I have also written this book to validate our experience as Native Indigenous People. For too long, we have remained silent and have internalized our feelings. I welcome all people to come and share this journey with me. We all come from a spiritual origin and we are on our way to a spiritual destination. I am walking the Red Road. It is a good path to travel.” – Warren Petoskey
Review by Terry M. Wildman
“I first met Warren Petoskey a few years ago at an event in Indian River, Michigan. His contribution to the circle of Natives and Non-natives gathered there was a gift to all. He is a storyteller and poet, and carries a prophetic word for those who have ears to hear. Without bitterness but with a cutting edge clarity he tells the story of not only his family but of Native Americans across this continent as they struggle to come to grips with a forgotten past.
“Warren reminds us of things that should never be forgotten and offers a spiritual answer that can bring healing to the Native and understanding to the Non-native. Books like this are rare and priceless–don’t miss it!”
Terry M. Wildman
Author of Sign Language: A Look at the Historic and Prophetic Landscape of America
Review by Patricia Chargot
“IN MY 75 YEARS, I have read countless autobiographies and spiritual works. Warren Petoskey’s uplifting memoir ranks among the best. Dancing My Dream is written simply, flowingly and lovingly by a man of immense dignity and hard-won spirituality. It meshes the Native American with the Christian. It is for believers and nonbelievers, for those of any religion or none. It is a basic Book of Existence; reading it is like ingesting the food of life,” wrote Javan Kienzle, the talented spiritual biographer who wrote about the life of her Catholic-priest-turned-mystery-author husband in Judged by Love: A Biography of William X Kienzle.

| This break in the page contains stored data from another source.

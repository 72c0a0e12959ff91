//! Configuration types and loading
//!
//! Config file precedence: `--config` flag > GUESTCTL_CONFIG env var >
//! `guestctl.toml` in the working directory. GUEST_API_BASE_URL overrides
//! `api.base_url`. The login password is never read from the TOML.

use common::Secret;
use serde::Deserialize;
use std::path::{Path, PathBuf};

/// Root configuration
#[derive(Debug, Deserialize)]
pub struct Config {
    pub api: ApiConfig,
    #[serde(default)]
    pub storage: StorageConfig,
}

/// Backend connection settings
#[derive(Debug, Deserialize)]
pub struct ApiConfig {
    pub base_url: String,
    #[serde(default = "default_timeout")]
    pub timeout_secs: u64,
}

/// Where the session survives between runs
#[derive(Debug, Deserialize)]
pub struct StorageConfig {
    #[serde(default = "default_token_file")]
    pub token_file: PathBuf,
}

impl Default for StorageConfig {
    fn default() -> Self {
        Self {
            token_file: default_token_file(),
        }
    }
}

fn default_timeout() -> u64 {
    30
}

fn default_token_file() -> PathBuf {
    PathBuf::from("guestctl-tokens.json")
}

impl Config {
    /// Load configuration from a TOML file, then overlay environment variables.
    pub fn load(path: &Path) -> common::Result<Self> {
        let contents = std::fs::read_to_string(path)?;
        let mut config: Config = toml::from_str(&contents)?;

        if let Ok(base_url) = std::env::var("GUEST_API_BASE_URL") {
            config.api.base_url = base_url;
        }

        if !config.api.base_url.starts_with("http://")
            && !config.api.base_url.starts_with("https://")
        {
            return Err(common::Error::Config(format!(
                "api.base_url must start with http:// or https://, got: {}",
                config.api.base_url
            )));
        }

        if config.api.timeout_secs == 0 {
            return Err(common::Error::Config(
                "api.timeout_secs must be greater than 0".into(),
            ));
        }

        Ok(config)
    }

    /// Resolve config file path from CLI arg or GUESTCTL_CONFIG env var.
    pub fn resolve_path(cli_path: Option<&Path>) -> PathBuf {
        if let Some(p) = cli_path {
            return p.to_path_buf();
        }
        if let Ok(p) = std::env::var("GUESTCTL_CONFIG") {
            return PathBuf::from(p);
        }
        PathBuf::from("guestctl.toml")
    }
}

/// Resolve the login password: GUESTCTL_PASSWORD env var, then `password_file`.
pub fn resolve_password(password_file: Option<&Path>) -> common::Result<Secret<String>> {
    if let Ok(password) = std::env::var("GUESTCTL_PASSWORD") {
        return Ok(Secret::new(password));
    }
    let Some(file) = password_file else {
        return Err(common::Error::Config(
            "no password: set GUESTCTL_PASSWORD or pass --password-file".into(),
        ));
    };
    let password = std::fs::read_to_string(file).map_err(|e| {
        common::Error::Config(format!(
            "failed to read password file {}: {e}",
            file.display()
        ))
    })?;
    let password = password.trim_end_matches(['\r', '\n']).to_owned();
    if password.is_empty() {
        return Err(common::Error::Config(format!(
            "password file {} is empty",
            file.display()
        )));
    }
    Ok(Secret::new(password))
}
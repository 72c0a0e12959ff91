//! Redacting wrapper for passwords and tokens

use std::fmt;
use zeroize::Zeroize;

/// Sensitive value. Redacted in Debug/Display and zeroed on drop.
pub struct Secret<T: Zeroize>(T);

impl<T: Zeroize> Secret<T> {
    pub fn new(value: T) -> Self {
        Self(value)
    }

    /// Borrow the inner value. Keep the borrow short and never log it.
    pub fn expose(&self) -> &T {
        &self.0
    }
}

impl From<String> for Secret<String> {
    fn from(value: String) -> Self {
        Self::new(value)
    }
}

impl<T: Zeroize> fmt::Debug for Secret<T> {
    fn fmt(&self, f: &mut fmt::Formatter<'_>) -> fmt::Result {
        write!(f, "[REDACTED]")
    }
}

impl<T: Zeroize> fmt::Display for Secret<T> {
    fn fmt(&self, f: &mut fmt::Formatter<'_>) -> fmt::Result {
        write!(f, "[REDACTED]")
    }
}

impl<T: Zeroize> Drop for Secret<T> {
    fn drop(&mut self) {
        self.0.zeroize();
    }
}

impl<T: Zeroize + Clone> Clone for Secret<T> {
    fn clone(&self) -> Self {
        Self(self.0.clone())
    }
}

#[cfg(test)]
mod tests {
    use super::*;

    #[test]
    fn password_is_redacted_in_debug_and_display() {
        let password = Secret::new(String::from("hunter2"));
        assert_eq!(format!("{password:?}"), "[REDACTED]");
        assert_eq!(password.to_string(), "[REDACTED]");
    }

    #[test]
    fn expose_returns_inner_value() {
        let password: Secret<String> = String::from("hunter2").into();
        assert_eq!(password.expose(), "hunter2");
    }

    #[test]
    fn redaction_survives_inside_structs() {
        #[derive(Debug)]
        #[allow(dead_code)]
        struct Login {
            username: String,
            password: Secret<String>,
        }
        let login = Login {
            username: "manager".into(),
            password: Secret::new("hunter2".into()),
        };
        let debug = format!("{login:?}");
        assert!(debug.contains("manager"));
        assert!(!debug.contains("hunter2"), "got: {debug}");
    }
}
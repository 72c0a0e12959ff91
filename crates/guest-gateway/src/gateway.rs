//! Bearer attachment and coalesced token refresh
//!
//! Refresh state is one flag plus a queue of waiting callers, kept together
//! under a `std::sync::Mutex` that is never held across an `.await`. A caller
//! that sees 401 either becomes the leader (flag was clear) or parks a
//! oneshot sender in the queue (flag was set). The leader settles the episode
//! by draining the whole queue and clearing the flag in one critical section,
//! so no caller can enqueue behind a finished refresh.

use std::sync::{Arc, Mutex, PoisonError};

use guest_auth::TokenStore;
use reqwest::StatusCode;
use reqwest::header::{AUTHORIZATION, HeaderName, HeaderValue};
use tokio::sync::oneshot;
use tracing::{debug, info, instrument, warn};

use crate::error::{Error, Result};
use crate::request::{ApiRequest, ApiResponse};
use crate::session::SessionSignal;

const REQUEST_ID_HEADER: &str = "x-request-id";

/// New access token, or the message of the refresh failure.
type RefreshOutcome = std::result::Result<String, String>;

#[derive(Default)]
struct RefreshState {
    refreshing: bool,
    waiters: Vec<oneshot::Sender<RefreshOutcome>>,
}

/// What a 401'd caller does next.
enum Turn<'a> {
    Lead(Episode<'a>),
    Wait(oneshot::Receiver<RefreshOutcome>),
}

/// Leader's hold on the current expiry episode.
///
/// Dropping it unsettled (the leader's future was cancelled) fails every
/// queued caller instead of leaving them parked forever.
struct Episode<'a> {
    state: &'a Mutex<RefreshState>,
    settled: bool,
}

impl Episode<'_> {
    /// Release every waiter with `outcome`, then clear the flag.
    /// Returns how many waiters were released.
    fn settle(mut self, outcome: RefreshOutcome) -> usize {
        self.settled = true;
        release(self.state, outcome)
    }
}

impl Drop for Episode<'_> {
    fn drop(&mut self) {
        if !self.settled {
            let released = release(self.state, Err("refresh abandoned".into()));
            warn!(waiters = released, "refresh leader dropped before settling");
        }
    }
}

fn release(state: &Mutex<RefreshState>, outcome: RefreshOutcome) -> usize {
    let mut state = state.lock().unwrap_or_else(PoisonError::into_inner);
    let waiters = std::mem::take(&mut state.waiters);
    let released = waiters.len();
    for waiter in waiters {
        // A waiter whose caller went away is fine to skip
        let _ = waiter.send(outcome.clone());
    }
    state.refreshing = false;
    released
}

/// HTTP gateway that owns the `Authorization` header.
///
/// One instance per session owner. Share it behind an `Arc`; instances do not
/// share refresh state with each other.
pub struct Gateway {
    client: reqwest::Client,
    base_url: String,
    store: Arc<TokenStore>,
    signal: SessionSignal,
    refresh: Mutex<RefreshState>,
}

impl Gateway {
    pub fn new(
        client: reqwest::Client,
        base_url: impl Into<String>,
        store: Arc<TokenStore>,
        signal: SessionSignal,
    ) -> Self {
        Self {
            client,
            base_url: base_url.into().trim_end_matches('/').to_string(),
            store,
            signal,
            refresh: Mutex::new(RefreshState::default()),
        }
    }

    /// Send `request`, refreshing the access token once if it is rejected.
    ///
    /// Any response other than 401 is returned as `Ok`, whatever its status.
    #[instrument(skip_all, fields(request_id = tracing::field::Empty, method = %request.method, path = %request.path))]
    pub async fn send(&self, request: ApiRequest) -> Result<ApiResponse> {
        let request_id = format!("req_{}", uuid::Uuid::new_v4().as_simple());
        tracing::Span::current().record("request_id", request_id.as_str());

        let access = self.store.access_token().await;
        let response = self
            .transmit(&request, access.as_deref(), &request_id)
            .await?;
        if response.status != StatusCode::UNAUTHORIZED {
            return Ok(response);
        }

        // From here on this request has used its one retry.
        let access = match self.join_episode() {
            Turn::Lead(episode) => self.lead(episode, access.as_deref(), response).await?,
            Turn::Wait(outcome) => {
                debug!("refresh already in flight, waiting");
                match outcome.await {
                    Ok(Ok(access)) => access,
                    Ok(Err(message)) => return Err(Error::RefreshFailed(message)),
                    Err(_) => return Err(Error::RefreshFailed("refresh abandoned".into())),
                }
            }
        };

        let retried = self
            .transmit(&request, Some(&access), &request_id)
            .await?;
        if retried.status == StatusCode::UNAUTHORIZED {
            warn!("request rejected again with a freshly refreshed token");
            return Err(Error::DoubleFailure(retried));
        }
        Ok(retried)
    }

    /// Overwrite the stored token pair (after login).
    pub async fn set_tokens(&self, access: &str, refresh: &str) -> Result<()> {
        Ok(self.store.set_tokens(access, refresh).await?)
    }

    /// Remove the stored token pair (logout). Does not fire the session signal.
    pub async fn clear_tokens(&self) -> Result<()> {
        Ok(self.store.clear_tokens().await?)
    }

    pub async fn access_token(&self) -> Option<String> {
        self.store.access_token().await
    }

    pub async fn refresh_token(&self) -> Option<String> {
        self.store.refresh_token().await
    }

    pub fn store(&self) -> &Arc<TokenStore> {
        &self.store
    }

    pub fn http_client(&self) -> &reqwest::Client {
        &self.client
    }

    pub fn base_url(&self) -> &str {
        &self.base_url
    }

    /// Become the leader of a new expiry episode or queue behind the current one.
    fn join_episode(&self) -> Turn<'_> {
        let mut state = self.refresh.lock().unwrap_or_else(PoisonError::into_inner);
        if state.refreshing {
            let (tx, rx) = oneshot::channel();
            state.waiters.push(tx);
            Turn::Wait(rx)
        } else {
            state.refreshing = true;
            Turn::Lead(Episode {
                state: &self.refresh,
                settled: false,
            })
        }
    }

    /// Settle the episode this caller leads.
    ///
    /// The token pair is read only now that the flag is held: an episode that
    /// finished after this caller's first attempt has already rotated it. Its
    /// access token is reused, and a session it ended stays ended.
    async fn lead(
        &self,
        episode: Episode<'_>,
        sent: Option<&str>,
        rejected: ApiResponse,
    ) -> Result<String> {
        let stored = self.store.access_token().await;
        if stored.as_deref() != sent {
            return match stored {
                Some(access) => {
                    debug!("access token replaced since first attempt, resending");
                    episode.settle(Ok(access.clone()));
                    Ok(access)
                }
                None => {
                    debug!("session ended since first attempt");
                    episode.settle(Err("session ended".into()));
                    Err(Error::Unauthenticated(rejected))
                }
            };
        }

        let Some(refresh) = self.store.refresh_token().await else {
            warn!("access rejected and no refresh token stored, ending session");
            self.end_session().await;
            episode.settle(Err("no refresh token".into()));
            return Err(Error::Unauthenticated(rejected));
        };
        self.refresh(&refresh, episode).await
    }

    /// Run the episode's single refresh call and settle it.
    async fn refresh(&self, refresh: &str, episode: Episode<'_>) -> Result<String> {
        info!("access token rejected, refreshing");
        match guest_auth::refresh_token(&self.client, &self.base_url, refresh).await {
            Ok(tokens) => {
                // No rotation means the current refresh token stays valid
                let next_refresh = tokens.refresh.as_deref().unwrap_or(refresh);
                if let Err(e) = self.store.set_tokens(&tokens.access, next_refresh).await {
                    warn!(error = %e, "failed to persist refreshed tokens");
                }
                metrics::counter!("gateway_refresh_total", "outcome" => "success").increment(1);
                let released = episode.settle(Ok(tokens.access.clone()));
                info!(waiters = released, "token refresh succeeded");
                Ok(tokens.access)
            }
            Err(e) => {
                let message = e.to_string();
                metrics::counter!("gateway_refresh_total", "outcome" => "failure").increment(1);
                warn!(error = %message, "token refresh failed, ending session");
                self.end_session().await;
                let released = episode.settle(Err(message.clone()));
                debug!(waiters = released, "failed queued callers");
                Err(Error::RefreshFailed(message))
            }
        }
    }

    async fn end_session(&self) {
        if let Err(e) = self.store.clear_tokens().await {
            warn!(error = %e, "failed to clear tokens");
        }
        metrics::counter!("gateway_session_ended_total").increment(1);
        self.signal.end();
    }

    async fn transmit(
        &self,
        request: &ApiRequest,
        access: Option<&str>,
        request_id: &str,
    ) -> Result<ApiResponse> {
        let url = format!("{}{}", self.base_url, request.path);

        let mut headers = request.headers.clone();
        headers.remove(AUTHORIZATION);
        if let Some(token) = access {
            headers.insert(
                AUTHORIZATION,
                HeaderValue::from_str(&format!("Bearer {token}"))
                    .map_err(|e| Error::InvalidRequest(format!("invalid token value: {e}")))?,
            );
        }
        headers.insert(
            HeaderName::from_static(REQUEST_ID_HEADER),
            HeaderValue::from_str(request_id)
                .map_err(|e| Error::InvalidRequest(format!("invalid request id: {e}")))?,
        );

        let mut builder = self
            .client
            .request(request.method.clone(), url)
            .headers(headers);
        if !request.query.is_empty() {
            builder = builder.query(&request.query);
        }
        if let Some(body) = &request.body {
            builder = builder.json(body);
        }

        let response = builder
            .send()
            .await
            .map_err(|e| Error::Transport(format!("request failed: {e}")))?;
        let response = ApiResponse::read(response)
            .await
            .map_err(|e| Error::Transport(format!("reading response body: {e}")))?;
        debug!(status = response.status.as_u16(), "backend responded");
        Ok(response)
    }
}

Some readers have fallen in love with Warren’s poetry, including Morning Song of an Odawa and Peace Is, both of which are included in this autobiography. Others love his evocative description of the American Indian relationship to the landscape of the Great Lakes, where even the great rocks along the shore are recognized as loving grandparents.
Many readers have thanked Warren for his honesty about the long-running tragedy of Indian boarding schools. This is a story that is all too familiar to Indians across the United States and Canada. The story, however, is unfamiliar to white America. It is a story that needs to be told and Warren includes several chapters about how these policies scarred his own family. Through several generations of Indian families, U.S. policy forced young children to leave their families and live in boarding schools where they were punished until they gave up Indian ways.
From his lyric poetry that will awaken your connection to the natural world, to his authentic window into Indian culture—to the honesty of Warren’s account of overcoming historic trauma—this book will move you and transform your vision of what America means. In the end, you may find yourself purchasing several copies to read and discuss with friends.
“Warren’s inner peace is palpable and rubs off, like the Dalai Lama’s. He may not be as well known and doesn’t claim to be a shaman, but I personally have no doubt that he possesses the gift of healing. He struggled to heal his own spirit over many years, and is now able to help heal the spirits of others.”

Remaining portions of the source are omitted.